=== What to produce ===
Up to and including the line with "pub mod store;", output the records exactly as they appear.

[Supplied data Boundary: Start]

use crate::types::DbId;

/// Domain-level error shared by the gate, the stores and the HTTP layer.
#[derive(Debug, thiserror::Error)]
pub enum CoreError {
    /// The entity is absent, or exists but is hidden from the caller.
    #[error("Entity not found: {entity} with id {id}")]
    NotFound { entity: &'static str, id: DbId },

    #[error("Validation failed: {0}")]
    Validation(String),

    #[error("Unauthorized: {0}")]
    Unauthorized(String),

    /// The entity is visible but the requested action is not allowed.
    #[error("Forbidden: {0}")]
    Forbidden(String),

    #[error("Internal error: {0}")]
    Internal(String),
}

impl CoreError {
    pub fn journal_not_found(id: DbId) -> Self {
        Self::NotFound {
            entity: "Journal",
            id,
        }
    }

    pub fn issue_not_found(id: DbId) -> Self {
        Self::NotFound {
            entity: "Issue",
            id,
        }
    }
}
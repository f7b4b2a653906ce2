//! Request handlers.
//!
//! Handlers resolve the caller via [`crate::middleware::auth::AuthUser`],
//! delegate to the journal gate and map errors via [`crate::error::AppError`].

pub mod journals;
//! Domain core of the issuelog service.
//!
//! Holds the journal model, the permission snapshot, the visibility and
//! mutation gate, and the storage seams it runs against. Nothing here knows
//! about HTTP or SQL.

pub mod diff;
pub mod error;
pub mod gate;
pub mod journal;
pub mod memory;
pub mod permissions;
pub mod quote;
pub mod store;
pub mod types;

[Supplied data Boundary: End]

=== Written solution ===
use crate::types::DbId;

/// Domain-level error shared by the gate, the stores and the HTTP layer.
#[derive(Debug, thiserror::Error)]
pub enum CoreError {
    /// The entity is absent, or exists but is hidden from the caller.
    #[error("Entity not found: {entity} with id {id}")]
    NotFound { entity: &'static str, id: DbId },

    #[error("Validation failed: {0}")]
    Validation(String),

    #[error("Unauthorized: {0}")]
    Unauthorized(String),

    /// The entity is visible but the requested action is not allowed.
    #[error("Forbidden: {0}")]
    Forbidden(String),

    #[error("Internal error: {0}")]
    Internal(String),
}

impl CoreError {
    pub fn journal_not_found(id: DbId) -> Self {
        Self::NotFound {
            entity: "Journal",
            id,
        }
    }

    pub fn issue_not_found(id: DbId) -> Self {
        Self::NotFound {
            entity: "Issue",
            id,
        }
    }
}
repository f7b4b2a653906ce2
//! Request handlers.
//!
//! Handlers resolve the caller via [`crate::middleware::auth::AuthUser`],
//! delegate to the journal gate and map errors via [`crate::error::AppError`].

pub mod journals;
//! Domain core of the issuelog service.
//!
//! Holds the journal model, the permission snapshot, the visibility and
//! mutation gate, and the storage seams it runs against. Nothing here knows
//! about HTTP or SQL.

pub mod diff;
pub mod error;
pub mod gate;
pub mod journal;
pub mod memory;
pub mod permissions;
pub mod quote;
pub mod store;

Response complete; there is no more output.